Effect on human health

It is estimated that 2.2 million people are at a direct risk associated with agricultural usage of pesticides, with most of these people living in developing countries.

Pesticides enter the human body through:

  • inhalation
  • consumption (e.g. contaminated meat or plants)
  • skin.

The group most at-risk is farmers, especially if they do not use protective clothing, or use damaged or leaking spraying equipment. Remaining people have achieved pesticide accumulation in the body by consuming contaminated food.

Pesticides exposure symptoms

Pesticides cause:

  • headaches
  • blurry vision
  • vomiting and stomach aches
  • decreased immune efficiency
  • blood and liver diseases
  • depression
  • asthma
  • nerve damage

Negative effects may not occur immediately after exposure, but some time after consumption or contact.

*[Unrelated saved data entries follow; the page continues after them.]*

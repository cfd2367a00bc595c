use std::path::PathBuf;

use anyhow::Result;
use chrono::{Local, NaiveDate, NaiveDateTime};
use timebudget_core::usecase::tracking::TrackingUseCase;
use timebudget_core::{
    format_time, BudgetService, Config, ConfigStore, EntryService, FileCategoryRepository,
    FileEntryRepository,
};

/// Everything a command needs: configuration plus the file-backed services.
pub struct Context {
    pub config: Config,
    pub data_dir: PathBuf,
    pub budget: BudgetService<FileCategoryRepository>,
    pub entries: EntryService<FileEntryRepository>,
}

impl Context {
    pub fn load_config() -> Result<(ConfigStore, Config)> {
        let store = ConfigStore::open_default()?;
        let config = store.load()?;
        Ok((store, config))
    }

    pub fn open(store: &ConfigStore, config: Config) -> Result<Self> {
        let data_dir = config.resolve_data_dir(store.home());
        let budget = BudgetService::new(FileCategoryRepository::new(Some(data_dir.clone()))?);
        let entries = EntryService::new(FileEntryRepository::new(Some(data_dir.clone()))?);
        Ok(Self {
            config,
            data_dir,
            budget,
            entries,
        })
    }

    pub fn tracking(&self) -> TrackingUseCase<'_, FileCategoryRepository, FileEntryRepository> {
        TrackingUseCase::new(&self.budget, &self.entries)
    }

    pub fn fmt(&self, hours: f64) -> String {
        format_time(hours, self.config.show_minutes)
    }
}

pub fn now() -> NaiveDateTime {
    Local::now().naive_local()
}

pub fn today() -> NaiveDate {
    Local::now().date_naive()
}
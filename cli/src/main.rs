mod context;
mod history;
mod logging;
mod manage;
mod report;
mod tui;

use std::io::IsTerminal;

use anyhow::Result;
use clap::Parser;

use crate::context::{today, Context};

#[derive(Parser)]
#[command(name = "timebudget")]
#[command(about = "Weekly time budgets with pace tracking", long_about = None)]
struct Cli {
    #[command(subcommand)]
    command: Option<Commands>,
}

#[derive(clap::Subcommand)]
pub enum Commands {
    /// Manage categories
    Category {
        #[command(subcommand)]
        action: CategoryAction,
    },
    /// Manage activities (usage: activity add Work Coding budget:10h goal:more)
    Activity {
        #[command(subcommand)]
        action: ActivityAction,
    },
    /// Log time (usage: log Work/Coding 1h30m date:yest note:code review)
    Log {
        #[arg(trailing_var_arg = true, allow_hyphen_values = true)]
        args: Vec<String>,
    },
    /// List the time entries of this week
    Entries {
        /// How many weeks back to look (0 is the current week)
        #[arg(long, default_value_t = 0)]
        week: u32,
    },
    /// Edit or remove a single time entry
    Entry {
        #[command(subcommand)]
        action: EntryAction,
    },
    /// Show this week's progress per activity
    Status,
    /// Show finished weeks
    History {
        #[arg(long, default_value_t = 4)]
        weeks: usize,
    },
    /// Show or change configuration
    Config {
        #[command(subcommand)]
        action: ConfigAction,
    },
    /// Open the Terminal User Interface
    Tui,
}

#[derive(clap::Subcommand)]
pub enum CategoryAction {
    Add { name: String },
    Rename { name: String, new_name: String },
    Rm { name: String },
    /// Move a category: up, down, top, bottom or a signed offset
    Mv {
        name: String,
        #[arg(allow_hyphen_values = true)]
        to: String,
    },
}

#[derive(clap::Subcommand)]
pub enum ActivityAction {
    /// activity add <category> <name> budget:<dur> [goal:more|less|target]
    Add {
        #[arg(trailing_var_arg = true, allow_hyphen_values = true)]
        args: Vec<String>,
    },
    /// activity set <category> <name> [budget:..] [goal:..] [name:..]
    Set {
        #[arg(trailing_var_arg = true, allow_hyphen_values = true)]
        args: Vec<String>,
    },
    Rm { category: String, name: String },
    Mv {
        category: String,
        name: String,
        #[arg(allow_hyphen_values = true)]
        to: String,
    },
}

#[derive(clap::Subcommand)]
pub enum EntryAction {
    /// entry edit <id> [hours:..] [date:..] [note:..]
    Edit {
        id: String,
        #[arg(trailing_var_arg = true, allow_hyphen_values = true)]
        args: Vec<String>,
    },
    Rm { id: String },
}

#[derive(clap::Subcommand)]
pub enum ConfigAction {
    Show,
    Set { key: String, value: String },
}

fn main() -> Result<()> {
    let cli = Cli::parse();
    let (store, config) = Context::load_config()?;

    // Without a terminal there is nothing to draw on, so fall back to the report.
    let command = match cli.command {
        Some(command) => command,
        None if std::io::stdout().is_terminal() => Commands::Tui,
        None => Commands::Status,
    };

    if let Commands::Config { action } = command {
        logging::init_stderr(&config.log_level);
        return manage::config(&store, config, action);
    }

    let data_dir = config.resolve_data_dir(store.home());
    if matches!(command, Commands::Tui) {
        logging::init_file(&config.log_level, &data_dir)?;
    } else {
        logging::init_stderr(&config.log_level);
    }

    let ctx = Context::open(&store, config)?;
    ctx.tracking().sync_usage(today())?;

    match command {
        Commands::Category { action } => manage::category(&ctx, action)?,
        Commands::Activity { action } => manage::activity(&ctx, action)?,
        Commands::Log { args } => manage::log(&ctx, &args)?,
        Commands::Entries { week } => report::show_entries(&ctx, week)?,
        Commands::Entry { action } => manage::entry(&ctx, action)?,
        Commands::Status => report::show_status(&ctx)?,
        Commands::History { weeks } => history::show_history(&ctx, weeks)?,
        Commands::Tui => tui::run(&ctx)?,
        Commands::Config { .. } => {}
    }
    Ok(())
}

Many of the above-mentioned symptoms can be confused with flu, causing pesticide poisoning to be treated incorrectly.

Since they are not easily soluble, pesticides accumulate inside living organisms, pass from one organism to the next. When e.g. one animal eats another, it gradually achieves higher concentration, the higher it is in the food chain.

Prevention or mitigation

The simplest way of preventing agricultural pesticide runoff is education. If more farmers, especially in developing countries, knew the associated risks, they would be more careful when using pesticides. Another, more sophisticated, way is through integrated regulation regarding the usage of pesticides in agriculture and the available substitutes, such as removing the diseased parts of plants, crop rotation which can interfere in pests’ lifecycle, and biological control using insect-eating animals.